● What you have to do: Take each line of the listing that has the string "Canonical" and report it.

● Source material:

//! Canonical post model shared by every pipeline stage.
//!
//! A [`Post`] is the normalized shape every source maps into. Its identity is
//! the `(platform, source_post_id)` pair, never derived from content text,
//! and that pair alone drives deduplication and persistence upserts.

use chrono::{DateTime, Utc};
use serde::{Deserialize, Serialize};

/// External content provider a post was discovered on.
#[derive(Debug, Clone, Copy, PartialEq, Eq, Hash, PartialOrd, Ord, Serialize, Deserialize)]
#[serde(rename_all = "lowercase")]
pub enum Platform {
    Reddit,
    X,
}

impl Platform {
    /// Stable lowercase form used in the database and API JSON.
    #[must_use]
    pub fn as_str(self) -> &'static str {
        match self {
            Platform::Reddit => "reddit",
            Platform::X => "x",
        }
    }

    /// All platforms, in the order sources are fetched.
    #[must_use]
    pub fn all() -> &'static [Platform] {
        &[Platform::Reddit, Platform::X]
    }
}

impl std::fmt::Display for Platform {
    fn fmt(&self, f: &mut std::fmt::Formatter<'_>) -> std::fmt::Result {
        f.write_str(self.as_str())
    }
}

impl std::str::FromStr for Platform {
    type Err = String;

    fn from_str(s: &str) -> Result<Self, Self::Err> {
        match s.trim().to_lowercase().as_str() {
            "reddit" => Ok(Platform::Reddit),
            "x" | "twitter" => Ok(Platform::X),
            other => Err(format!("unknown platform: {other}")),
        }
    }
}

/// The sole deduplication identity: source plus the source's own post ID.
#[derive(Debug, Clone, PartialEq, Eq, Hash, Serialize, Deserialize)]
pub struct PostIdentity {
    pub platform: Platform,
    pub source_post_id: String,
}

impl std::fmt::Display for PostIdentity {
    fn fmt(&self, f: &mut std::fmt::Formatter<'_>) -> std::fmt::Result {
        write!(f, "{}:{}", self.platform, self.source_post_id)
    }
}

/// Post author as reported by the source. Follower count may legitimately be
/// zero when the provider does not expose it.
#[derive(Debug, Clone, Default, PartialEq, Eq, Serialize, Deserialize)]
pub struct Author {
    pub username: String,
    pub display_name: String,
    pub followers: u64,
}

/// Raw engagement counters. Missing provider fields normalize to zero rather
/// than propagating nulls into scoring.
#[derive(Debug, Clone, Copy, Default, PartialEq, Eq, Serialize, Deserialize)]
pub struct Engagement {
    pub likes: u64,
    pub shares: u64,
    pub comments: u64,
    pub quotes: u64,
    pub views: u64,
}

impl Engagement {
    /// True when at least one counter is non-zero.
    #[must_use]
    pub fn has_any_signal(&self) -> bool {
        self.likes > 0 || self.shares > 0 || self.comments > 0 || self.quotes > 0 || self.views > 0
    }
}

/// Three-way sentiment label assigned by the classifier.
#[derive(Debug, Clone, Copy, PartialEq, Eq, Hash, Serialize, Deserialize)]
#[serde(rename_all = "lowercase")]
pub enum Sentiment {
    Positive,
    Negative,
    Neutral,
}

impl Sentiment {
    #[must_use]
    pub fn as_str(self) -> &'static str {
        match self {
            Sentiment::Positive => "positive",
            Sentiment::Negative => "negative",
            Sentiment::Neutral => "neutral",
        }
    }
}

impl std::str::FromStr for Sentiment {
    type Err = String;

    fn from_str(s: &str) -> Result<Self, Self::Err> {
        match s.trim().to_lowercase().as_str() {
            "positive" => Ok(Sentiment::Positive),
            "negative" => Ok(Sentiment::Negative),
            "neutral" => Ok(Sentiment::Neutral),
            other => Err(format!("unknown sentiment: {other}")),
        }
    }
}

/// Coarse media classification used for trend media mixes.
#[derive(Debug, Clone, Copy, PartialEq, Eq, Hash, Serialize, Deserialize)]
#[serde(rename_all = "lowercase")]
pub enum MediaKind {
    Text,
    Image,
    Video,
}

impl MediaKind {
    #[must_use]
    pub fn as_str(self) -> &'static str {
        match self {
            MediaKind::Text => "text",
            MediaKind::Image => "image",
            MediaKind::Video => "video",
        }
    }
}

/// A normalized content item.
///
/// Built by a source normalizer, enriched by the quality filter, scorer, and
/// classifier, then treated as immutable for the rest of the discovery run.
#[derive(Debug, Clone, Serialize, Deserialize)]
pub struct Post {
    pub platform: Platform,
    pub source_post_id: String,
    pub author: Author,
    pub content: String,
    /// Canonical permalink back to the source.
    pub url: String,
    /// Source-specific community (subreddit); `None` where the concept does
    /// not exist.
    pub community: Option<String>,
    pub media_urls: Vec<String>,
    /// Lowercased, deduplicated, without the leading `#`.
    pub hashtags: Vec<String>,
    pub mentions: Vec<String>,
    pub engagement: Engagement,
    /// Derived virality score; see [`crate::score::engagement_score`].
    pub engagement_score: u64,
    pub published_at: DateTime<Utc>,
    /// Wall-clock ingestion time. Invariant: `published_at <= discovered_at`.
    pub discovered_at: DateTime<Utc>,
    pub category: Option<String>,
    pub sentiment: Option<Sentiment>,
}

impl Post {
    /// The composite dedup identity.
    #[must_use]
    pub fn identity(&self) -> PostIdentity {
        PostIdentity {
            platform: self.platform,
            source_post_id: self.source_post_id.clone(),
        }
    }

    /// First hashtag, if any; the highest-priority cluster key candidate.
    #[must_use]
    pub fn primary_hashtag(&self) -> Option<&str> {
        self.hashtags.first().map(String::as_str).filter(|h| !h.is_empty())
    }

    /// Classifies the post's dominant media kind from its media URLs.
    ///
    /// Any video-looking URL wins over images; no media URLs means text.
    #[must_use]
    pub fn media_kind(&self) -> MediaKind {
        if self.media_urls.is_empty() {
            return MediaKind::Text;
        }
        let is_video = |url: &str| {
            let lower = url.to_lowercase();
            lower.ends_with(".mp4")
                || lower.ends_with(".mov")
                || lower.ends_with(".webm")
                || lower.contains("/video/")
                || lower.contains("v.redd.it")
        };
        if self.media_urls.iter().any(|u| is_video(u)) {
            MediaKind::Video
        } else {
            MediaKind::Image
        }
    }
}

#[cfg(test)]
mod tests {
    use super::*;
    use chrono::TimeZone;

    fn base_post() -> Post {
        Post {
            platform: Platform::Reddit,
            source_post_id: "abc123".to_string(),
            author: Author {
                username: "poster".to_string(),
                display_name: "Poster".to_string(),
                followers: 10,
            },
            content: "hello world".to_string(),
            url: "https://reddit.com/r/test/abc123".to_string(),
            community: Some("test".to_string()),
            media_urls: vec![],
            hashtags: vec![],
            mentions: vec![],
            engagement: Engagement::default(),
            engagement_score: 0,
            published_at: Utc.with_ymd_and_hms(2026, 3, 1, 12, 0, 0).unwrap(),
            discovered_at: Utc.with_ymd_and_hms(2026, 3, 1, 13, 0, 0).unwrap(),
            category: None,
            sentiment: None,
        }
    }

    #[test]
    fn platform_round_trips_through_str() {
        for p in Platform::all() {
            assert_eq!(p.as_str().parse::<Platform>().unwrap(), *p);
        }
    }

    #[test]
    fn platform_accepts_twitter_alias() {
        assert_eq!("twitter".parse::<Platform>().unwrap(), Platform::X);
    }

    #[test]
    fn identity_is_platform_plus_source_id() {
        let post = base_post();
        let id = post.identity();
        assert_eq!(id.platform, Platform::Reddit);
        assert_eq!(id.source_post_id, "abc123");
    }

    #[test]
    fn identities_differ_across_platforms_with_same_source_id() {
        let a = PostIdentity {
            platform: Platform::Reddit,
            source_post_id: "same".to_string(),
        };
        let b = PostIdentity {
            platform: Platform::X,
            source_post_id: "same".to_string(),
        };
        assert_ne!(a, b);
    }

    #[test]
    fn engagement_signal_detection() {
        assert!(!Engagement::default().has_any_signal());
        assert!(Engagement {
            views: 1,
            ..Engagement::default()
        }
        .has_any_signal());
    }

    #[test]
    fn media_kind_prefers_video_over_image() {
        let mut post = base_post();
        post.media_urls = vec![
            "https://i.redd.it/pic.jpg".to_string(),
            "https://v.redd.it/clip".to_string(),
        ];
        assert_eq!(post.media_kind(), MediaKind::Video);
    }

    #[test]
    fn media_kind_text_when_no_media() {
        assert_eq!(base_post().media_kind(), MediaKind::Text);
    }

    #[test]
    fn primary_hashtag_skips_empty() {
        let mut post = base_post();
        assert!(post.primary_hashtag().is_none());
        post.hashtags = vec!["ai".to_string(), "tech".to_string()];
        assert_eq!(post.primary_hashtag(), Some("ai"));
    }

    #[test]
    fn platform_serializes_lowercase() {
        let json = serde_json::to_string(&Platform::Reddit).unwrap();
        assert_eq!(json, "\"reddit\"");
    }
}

● Task answer:
//! Canonical post model shared by every pipeline stage.
    /// Canonical permalink back to the source.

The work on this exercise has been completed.